(Data entries)
>>>>
//! Settings loading
//!
//! Every `*.yaml`/`*.yml` file in the settings directory becomes one
//! namespace of a single tree, keyed by file stem:
//!
//! - `system.yaml` -> `system` (persona, debug and reload flags)
//! - `models.yaml` -> `models` (default selection and model library)
//! - `storage.yaml` -> `storage` (storage enable flag)
//!
//! Any other file is kept as a raw namespace for collaborators.
//!
//! A load produces an immutable [`SettingsSnapshot`]. Reloading builds a
//! complete new snapshot and swaps it in; holders of the old `Arc` keep
//! seeing the old values.

use indexmap::IndexMap;
use serde_yaml::Value;
use std::fs;
use std::path::{Path, PathBuf};
use std::sync::{Arc, RwLock};

use crate::error::{Error, Result};

pub mod models;
pub mod storage;
pub mod system;

use models::ModelLibrary;
use storage::StorageSettings;
use system::SystemSettings;

/// One fully parsed, read-only view of the settings directory
#[derive(Debug, Clone, Default)]
pub struct SettingsSnapshot {
    /// Raw tree, one namespace per source file
    pub namespaces: IndexMap<String, Value>,
    pub system: SystemSettings,
    pub models: ModelLibrary,
    pub storage: StorageSettings,
}

impl SettingsSnapshot {
    /// Load every source in `dir`. A missing directory yields defaults.
    pub fn load(dir: &Path) -> Result<Self> {
        let mut namespaces = IndexMap::new();

        if !dir.exists() {
            log::warn!("Settings directory {} not found, using defaults", dir.display());
            return Self::from_namespaces(namespaces);
        }

        let mut paths = Vec::new();
        for entry in fs::read_dir(dir).map_err(|e| Error::io(dir, e))? {
            let path = entry.map_err(|e| Error::io(dir, e))?.path();
            if path.is_file() && is_yaml(&path) {
                paths.push(path);
            }
        }
        paths.sort();

        for path in paths {
            let name = path
                .file_stem()
                .map(|s| s.to_string_lossy().to_string())
                .unwrap_or_default();
            let source_id = format!("settings/{}", name);

            let content = fs::read_to_string(&path).map_err(|e| Error::io(&path, e))?;
            let value = parse_source(&source_id, &content)?;

            if namespaces.insert(name, value).is_some() {
                return Err(Error::configuration(source_id, "namespace defined by more than one file"));
            }
            log::debug!("Loaded settings source {}", path.display());
        }

        Self::from_namespaces(namespaces)
    }

    /// Build the typed views from an already loaded tree
    pub fn from_namespaces(namespaces: IndexMap<String, Value>) -> Result<Self> {
        let view = |name: &str| namespaces.get(name).cloned().unwrap_or(Value::Null);

        let system = match view("system") {
            Value::Null => SystemSettings::default(),
            value => SystemSettings::from_value(value)?,
        };
        let models = match view("models") {
            Value::Null => ModelLibrary::default(),
            value => ModelLibrary::from_value(value)?,
        };
        let storage = match view("storage") {
            Value::Null => StorageSettings::default(),
            value => StorageSettings::from_value(value)?,
        };

        Ok(Self {
            namespaces,
            system,
            models,
            storage,
        })
    }

    pub fn namespace(&self, name: &str) -> Option<&Value> {
        self.namespaces.get(name)
    }

    /// Look up a dotted path such as `system.persona.name`
    pub fn get(&self, dotted: &str) -> Option<&Value> {
        let mut parts = dotted.split('.');
        let mut current = self.namespaces.get(parts.next()?)?;
        for part in parts {
            current = current.as_mapping()?.get(part)?;
        }
        Some(current)
    }
}

fn is_yaml(path: &Path) -> bool {
    path.extension().map(|e| e == "yaml" || e == "yml").unwrap_or(false)
}

/// Parse one source; its top level must be a mapping (or empty)
pub(crate) fn parse_source(source_id: &str, content: &str) -> Result<Value> {
    let value: Value = serde_yaml::from_str(content).map_err(|e| Error::configuration(source_id, e.to_string()))?;
    match value {
        Value::Null => Ok(Value::Mapping(Default::default())),
        Value::Mapping(_) => Ok(value),
        _ => Err(Error::configuration(source_id, "top level must be a mapping")),
    }
}

/// Shared access to the current settings snapshot
#[derive(Debug)]
pub struct SettingsStore {
    dir: PathBuf,
    current: RwLock<Arc<SettingsSnapshot>>,
}

impl SettingsStore {
    pub fn open(dir: impl Into<PathBuf>) -> Result<Self> {
        let dir = dir.into();
        let snapshot = SettingsSnapshot::load(&dir)?;
        log::info!(
            "Loaded settings from {} ({} namespaces)",
            dir.display(),
            snapshot.namespaces.len()
        );
        Ok(Self {
            dir,
            current: RwLock::new(Arc::new(snapshot)),
        })
    }

    /// Wrap an in-memory snapshot; `reload` will read from `dir`
    pub fn from_snapshot(dir: impl Into<PathBuf>, snapshot: SettingsSnapshot) -> Self {
        Self {
            dir: dir.into(),
            current: RwLock::new(Arc::new(snapshot)),
        }
    }

    pub fn dir(&self) -> &Path {
        &self.dir
    }

    pub fn snapshot(&self) -> Arc<SettingsSnapshot> {
        let guard = self.current.read().unwrap_or_else(|poisoned| poisoned.into_inner());
        Arc::clone(&guard)
    }

    /// Re-read the directory. On failure the current snapshot stays in place.
    pub fn reload(&self) -> Result<Arc<SettingsSnapshot>> {
        let fresh = Arc::new(SettingsSnapshot::load(&self.dir)?);
        let mut guard = self.current.write().unwrap_or_else(|poisoned| poisoned.into_inner());
        *guard = Arc::clone(&fresh);
        log::debug!("Reloaded settings from {}", self.dir.display());
        Ok(fresh)
    }
}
<<<<
--- Brief ---
Find every line in the records above that holds the word "crate", and copy each one.

--- Output of the exercise ---
use crate::error::{Error, Result};
pub(crate) fn parse_source(source_id: &str, content: &str) -> Result<Value> {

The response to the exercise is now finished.